* **Problem**: Out of the records below, copy all lines in which the word "merged" occurs.

* **Records supplied**:
━━━━━━━━━━━━━━━━
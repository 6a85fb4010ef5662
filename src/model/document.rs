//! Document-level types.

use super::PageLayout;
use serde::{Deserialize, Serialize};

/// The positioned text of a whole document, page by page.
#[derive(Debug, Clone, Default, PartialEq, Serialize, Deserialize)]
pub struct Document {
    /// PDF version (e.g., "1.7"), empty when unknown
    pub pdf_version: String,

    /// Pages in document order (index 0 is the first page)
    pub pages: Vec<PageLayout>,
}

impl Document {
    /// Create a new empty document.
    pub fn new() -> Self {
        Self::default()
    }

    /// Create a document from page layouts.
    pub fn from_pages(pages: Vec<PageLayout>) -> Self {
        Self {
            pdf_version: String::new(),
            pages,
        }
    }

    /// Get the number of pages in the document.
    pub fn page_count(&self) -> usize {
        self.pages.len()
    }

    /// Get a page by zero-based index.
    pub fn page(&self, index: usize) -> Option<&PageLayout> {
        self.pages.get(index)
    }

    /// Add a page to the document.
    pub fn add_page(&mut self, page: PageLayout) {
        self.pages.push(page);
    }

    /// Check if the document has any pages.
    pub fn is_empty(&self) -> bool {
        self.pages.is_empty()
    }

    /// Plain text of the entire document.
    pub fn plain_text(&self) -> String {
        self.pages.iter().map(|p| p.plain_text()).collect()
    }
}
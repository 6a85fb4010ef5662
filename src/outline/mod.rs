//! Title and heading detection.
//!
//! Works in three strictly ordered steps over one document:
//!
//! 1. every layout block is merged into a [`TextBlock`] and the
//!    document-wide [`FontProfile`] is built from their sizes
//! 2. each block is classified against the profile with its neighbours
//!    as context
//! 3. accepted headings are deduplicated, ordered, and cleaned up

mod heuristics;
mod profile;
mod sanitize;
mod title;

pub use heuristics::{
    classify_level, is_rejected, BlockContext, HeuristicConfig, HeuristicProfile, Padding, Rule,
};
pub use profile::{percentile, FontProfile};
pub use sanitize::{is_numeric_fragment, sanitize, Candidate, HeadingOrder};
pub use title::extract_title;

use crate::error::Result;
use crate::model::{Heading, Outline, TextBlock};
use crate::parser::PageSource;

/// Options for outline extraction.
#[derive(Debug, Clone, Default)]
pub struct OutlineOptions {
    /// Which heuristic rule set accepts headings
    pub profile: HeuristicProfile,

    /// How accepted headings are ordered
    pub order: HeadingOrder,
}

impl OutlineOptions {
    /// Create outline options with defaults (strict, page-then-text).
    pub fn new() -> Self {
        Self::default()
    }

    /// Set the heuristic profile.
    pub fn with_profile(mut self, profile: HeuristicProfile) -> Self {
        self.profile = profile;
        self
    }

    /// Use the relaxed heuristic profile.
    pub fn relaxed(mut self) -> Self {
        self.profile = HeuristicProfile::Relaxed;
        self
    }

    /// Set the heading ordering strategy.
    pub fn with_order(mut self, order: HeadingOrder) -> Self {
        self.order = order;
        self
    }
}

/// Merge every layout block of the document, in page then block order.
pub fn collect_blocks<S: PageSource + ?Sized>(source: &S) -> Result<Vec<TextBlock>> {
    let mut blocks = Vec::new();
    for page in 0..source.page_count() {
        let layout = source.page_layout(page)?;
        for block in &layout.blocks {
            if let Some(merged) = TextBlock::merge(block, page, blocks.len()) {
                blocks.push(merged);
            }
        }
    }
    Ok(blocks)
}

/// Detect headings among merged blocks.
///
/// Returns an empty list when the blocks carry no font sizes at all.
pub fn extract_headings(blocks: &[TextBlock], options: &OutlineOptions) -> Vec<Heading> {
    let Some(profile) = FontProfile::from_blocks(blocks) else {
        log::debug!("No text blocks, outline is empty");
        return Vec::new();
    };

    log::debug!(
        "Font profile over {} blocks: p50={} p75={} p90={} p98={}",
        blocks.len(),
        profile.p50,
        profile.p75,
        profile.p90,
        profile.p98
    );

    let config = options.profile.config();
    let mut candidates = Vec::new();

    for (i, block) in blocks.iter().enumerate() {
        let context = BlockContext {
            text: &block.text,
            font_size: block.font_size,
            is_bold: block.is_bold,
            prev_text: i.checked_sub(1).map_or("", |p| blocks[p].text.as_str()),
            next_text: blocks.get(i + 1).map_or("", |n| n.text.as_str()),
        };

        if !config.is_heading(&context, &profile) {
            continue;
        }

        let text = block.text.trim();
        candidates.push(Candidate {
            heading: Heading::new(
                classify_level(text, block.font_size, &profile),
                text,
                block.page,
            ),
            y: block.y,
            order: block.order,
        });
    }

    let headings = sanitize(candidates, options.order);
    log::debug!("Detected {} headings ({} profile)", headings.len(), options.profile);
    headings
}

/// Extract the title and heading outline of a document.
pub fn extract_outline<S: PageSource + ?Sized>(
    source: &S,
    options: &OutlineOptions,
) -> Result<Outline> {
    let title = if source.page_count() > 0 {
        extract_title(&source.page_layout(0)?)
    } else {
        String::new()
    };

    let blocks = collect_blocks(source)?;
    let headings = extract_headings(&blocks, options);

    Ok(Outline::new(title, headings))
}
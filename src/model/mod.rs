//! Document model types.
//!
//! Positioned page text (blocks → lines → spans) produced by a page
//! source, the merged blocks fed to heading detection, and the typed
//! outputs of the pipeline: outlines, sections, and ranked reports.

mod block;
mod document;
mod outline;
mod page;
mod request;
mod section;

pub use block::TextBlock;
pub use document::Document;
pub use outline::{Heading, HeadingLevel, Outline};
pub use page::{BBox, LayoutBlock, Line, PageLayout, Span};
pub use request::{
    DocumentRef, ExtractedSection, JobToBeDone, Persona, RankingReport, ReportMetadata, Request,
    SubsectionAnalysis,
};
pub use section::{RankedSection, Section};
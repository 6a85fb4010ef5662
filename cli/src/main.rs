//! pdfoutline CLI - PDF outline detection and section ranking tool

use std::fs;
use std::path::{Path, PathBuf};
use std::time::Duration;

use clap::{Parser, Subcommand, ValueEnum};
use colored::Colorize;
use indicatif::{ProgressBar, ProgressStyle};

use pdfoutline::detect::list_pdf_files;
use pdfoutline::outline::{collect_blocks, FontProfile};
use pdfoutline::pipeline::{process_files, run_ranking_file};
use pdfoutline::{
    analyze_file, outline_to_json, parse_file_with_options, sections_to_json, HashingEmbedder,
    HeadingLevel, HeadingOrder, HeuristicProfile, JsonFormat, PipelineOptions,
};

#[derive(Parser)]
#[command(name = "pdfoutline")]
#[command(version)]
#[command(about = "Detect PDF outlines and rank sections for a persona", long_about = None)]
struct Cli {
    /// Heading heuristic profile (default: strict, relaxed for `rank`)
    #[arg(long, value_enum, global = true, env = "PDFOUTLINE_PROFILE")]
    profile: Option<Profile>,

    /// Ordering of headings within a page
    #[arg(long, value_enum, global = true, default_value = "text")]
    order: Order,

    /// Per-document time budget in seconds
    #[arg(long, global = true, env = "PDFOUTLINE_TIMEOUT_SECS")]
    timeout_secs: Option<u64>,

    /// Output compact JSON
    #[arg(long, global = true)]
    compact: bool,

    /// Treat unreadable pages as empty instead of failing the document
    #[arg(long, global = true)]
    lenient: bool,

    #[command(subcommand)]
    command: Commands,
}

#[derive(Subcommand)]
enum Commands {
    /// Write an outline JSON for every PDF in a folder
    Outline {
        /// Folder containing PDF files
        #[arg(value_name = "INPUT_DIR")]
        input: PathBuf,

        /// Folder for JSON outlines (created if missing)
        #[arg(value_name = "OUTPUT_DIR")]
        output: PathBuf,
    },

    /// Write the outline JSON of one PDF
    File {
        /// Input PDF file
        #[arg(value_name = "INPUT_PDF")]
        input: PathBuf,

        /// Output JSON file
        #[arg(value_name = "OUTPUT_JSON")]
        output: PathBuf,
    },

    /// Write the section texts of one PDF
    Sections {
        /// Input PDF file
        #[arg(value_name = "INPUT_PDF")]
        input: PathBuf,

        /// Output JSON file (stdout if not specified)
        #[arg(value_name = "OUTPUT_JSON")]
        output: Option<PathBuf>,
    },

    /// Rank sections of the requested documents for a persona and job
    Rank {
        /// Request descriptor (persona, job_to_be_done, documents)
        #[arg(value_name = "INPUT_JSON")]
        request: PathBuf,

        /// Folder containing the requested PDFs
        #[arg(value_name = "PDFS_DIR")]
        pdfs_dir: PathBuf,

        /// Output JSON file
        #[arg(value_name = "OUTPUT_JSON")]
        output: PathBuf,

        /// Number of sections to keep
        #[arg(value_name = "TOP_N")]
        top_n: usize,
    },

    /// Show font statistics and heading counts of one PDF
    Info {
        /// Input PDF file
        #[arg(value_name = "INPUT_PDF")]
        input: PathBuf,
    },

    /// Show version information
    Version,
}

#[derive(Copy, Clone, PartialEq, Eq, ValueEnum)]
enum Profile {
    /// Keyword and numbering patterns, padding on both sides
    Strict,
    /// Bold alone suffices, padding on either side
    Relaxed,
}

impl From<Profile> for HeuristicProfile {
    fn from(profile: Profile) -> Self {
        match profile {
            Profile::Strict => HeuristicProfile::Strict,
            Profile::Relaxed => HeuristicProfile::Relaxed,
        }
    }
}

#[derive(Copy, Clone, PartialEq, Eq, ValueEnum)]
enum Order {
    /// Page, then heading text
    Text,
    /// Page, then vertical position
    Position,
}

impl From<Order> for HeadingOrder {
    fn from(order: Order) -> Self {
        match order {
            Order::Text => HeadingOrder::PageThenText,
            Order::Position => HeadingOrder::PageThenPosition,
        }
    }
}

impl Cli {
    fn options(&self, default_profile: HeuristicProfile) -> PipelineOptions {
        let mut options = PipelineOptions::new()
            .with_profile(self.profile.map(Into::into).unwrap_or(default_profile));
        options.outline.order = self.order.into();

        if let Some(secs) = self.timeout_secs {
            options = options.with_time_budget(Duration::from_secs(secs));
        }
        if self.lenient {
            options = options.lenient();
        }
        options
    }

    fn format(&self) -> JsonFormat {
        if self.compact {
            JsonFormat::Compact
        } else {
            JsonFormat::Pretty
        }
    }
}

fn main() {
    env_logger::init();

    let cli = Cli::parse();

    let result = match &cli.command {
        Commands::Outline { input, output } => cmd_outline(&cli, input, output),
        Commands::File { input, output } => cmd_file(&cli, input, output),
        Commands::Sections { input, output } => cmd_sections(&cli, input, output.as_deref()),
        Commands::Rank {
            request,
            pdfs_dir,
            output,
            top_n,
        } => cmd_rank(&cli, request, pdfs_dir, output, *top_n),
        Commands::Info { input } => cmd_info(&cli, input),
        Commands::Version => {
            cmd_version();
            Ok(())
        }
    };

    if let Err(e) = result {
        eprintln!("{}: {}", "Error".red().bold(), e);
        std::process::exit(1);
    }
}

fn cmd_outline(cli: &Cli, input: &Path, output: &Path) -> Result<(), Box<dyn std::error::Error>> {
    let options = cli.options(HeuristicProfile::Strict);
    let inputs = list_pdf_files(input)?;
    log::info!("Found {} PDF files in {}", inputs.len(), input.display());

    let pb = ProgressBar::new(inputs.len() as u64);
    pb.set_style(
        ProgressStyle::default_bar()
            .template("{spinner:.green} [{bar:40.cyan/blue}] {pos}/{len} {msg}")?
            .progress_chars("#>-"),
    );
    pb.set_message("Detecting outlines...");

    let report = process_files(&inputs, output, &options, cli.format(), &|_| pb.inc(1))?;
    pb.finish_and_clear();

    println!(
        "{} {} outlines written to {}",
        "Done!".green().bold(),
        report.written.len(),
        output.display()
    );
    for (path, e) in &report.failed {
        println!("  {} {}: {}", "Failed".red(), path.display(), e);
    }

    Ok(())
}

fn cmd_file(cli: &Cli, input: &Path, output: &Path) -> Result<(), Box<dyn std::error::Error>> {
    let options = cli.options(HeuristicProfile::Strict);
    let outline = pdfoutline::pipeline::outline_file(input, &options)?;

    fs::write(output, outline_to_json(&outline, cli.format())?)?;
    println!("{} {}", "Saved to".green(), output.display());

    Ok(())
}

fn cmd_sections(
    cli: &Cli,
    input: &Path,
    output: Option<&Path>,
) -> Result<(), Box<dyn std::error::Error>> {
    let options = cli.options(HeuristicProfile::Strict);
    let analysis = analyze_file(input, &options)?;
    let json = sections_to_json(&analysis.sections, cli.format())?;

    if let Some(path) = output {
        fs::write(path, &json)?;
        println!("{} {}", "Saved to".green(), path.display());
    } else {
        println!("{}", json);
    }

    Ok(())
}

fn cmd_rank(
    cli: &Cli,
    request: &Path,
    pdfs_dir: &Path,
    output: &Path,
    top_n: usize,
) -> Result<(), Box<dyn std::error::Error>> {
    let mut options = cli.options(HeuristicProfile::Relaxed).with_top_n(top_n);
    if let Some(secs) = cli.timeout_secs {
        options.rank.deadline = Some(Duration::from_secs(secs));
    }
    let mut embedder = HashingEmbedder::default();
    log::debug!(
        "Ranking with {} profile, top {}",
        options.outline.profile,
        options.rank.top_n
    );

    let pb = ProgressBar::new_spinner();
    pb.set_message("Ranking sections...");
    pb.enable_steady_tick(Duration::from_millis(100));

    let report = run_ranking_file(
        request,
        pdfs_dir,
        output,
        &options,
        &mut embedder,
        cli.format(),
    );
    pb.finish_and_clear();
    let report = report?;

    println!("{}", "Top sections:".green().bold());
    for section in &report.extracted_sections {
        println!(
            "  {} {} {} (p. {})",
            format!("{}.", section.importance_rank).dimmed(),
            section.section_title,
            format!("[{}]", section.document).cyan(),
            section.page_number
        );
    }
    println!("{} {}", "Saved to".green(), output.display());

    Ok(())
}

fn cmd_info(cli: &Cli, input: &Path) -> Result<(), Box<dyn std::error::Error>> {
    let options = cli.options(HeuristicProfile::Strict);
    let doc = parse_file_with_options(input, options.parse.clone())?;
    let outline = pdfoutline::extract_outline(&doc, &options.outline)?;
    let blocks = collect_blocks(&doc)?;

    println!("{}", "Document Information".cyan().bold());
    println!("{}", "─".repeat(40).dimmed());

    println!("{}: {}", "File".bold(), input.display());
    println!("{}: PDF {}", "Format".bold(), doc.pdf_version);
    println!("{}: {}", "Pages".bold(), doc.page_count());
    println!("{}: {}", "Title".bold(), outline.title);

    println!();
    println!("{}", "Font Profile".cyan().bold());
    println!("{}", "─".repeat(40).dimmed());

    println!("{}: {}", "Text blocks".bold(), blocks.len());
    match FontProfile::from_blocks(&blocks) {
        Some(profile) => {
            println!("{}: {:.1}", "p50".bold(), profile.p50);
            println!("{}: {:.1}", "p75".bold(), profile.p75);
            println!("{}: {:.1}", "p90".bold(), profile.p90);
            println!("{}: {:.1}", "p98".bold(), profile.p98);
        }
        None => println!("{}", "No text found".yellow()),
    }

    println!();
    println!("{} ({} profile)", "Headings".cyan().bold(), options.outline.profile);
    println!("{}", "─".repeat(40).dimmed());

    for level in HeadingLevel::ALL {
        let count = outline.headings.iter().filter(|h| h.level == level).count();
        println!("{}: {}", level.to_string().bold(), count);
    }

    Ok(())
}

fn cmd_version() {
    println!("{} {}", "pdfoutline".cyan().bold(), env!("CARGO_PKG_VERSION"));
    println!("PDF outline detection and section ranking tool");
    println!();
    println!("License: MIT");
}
━━━━━━━━━━━━━━━━
* **Answer area**:
//! 1. every layout block is merged into a [`TextBlock`] and the
            if let Some(merged) = TextBlock::merge(block, page, blocks.len()) {
                blocks.push(merged);
/// Detect headings among merged blocks.
//! source, the merged blocks fed to heading detection, and the typed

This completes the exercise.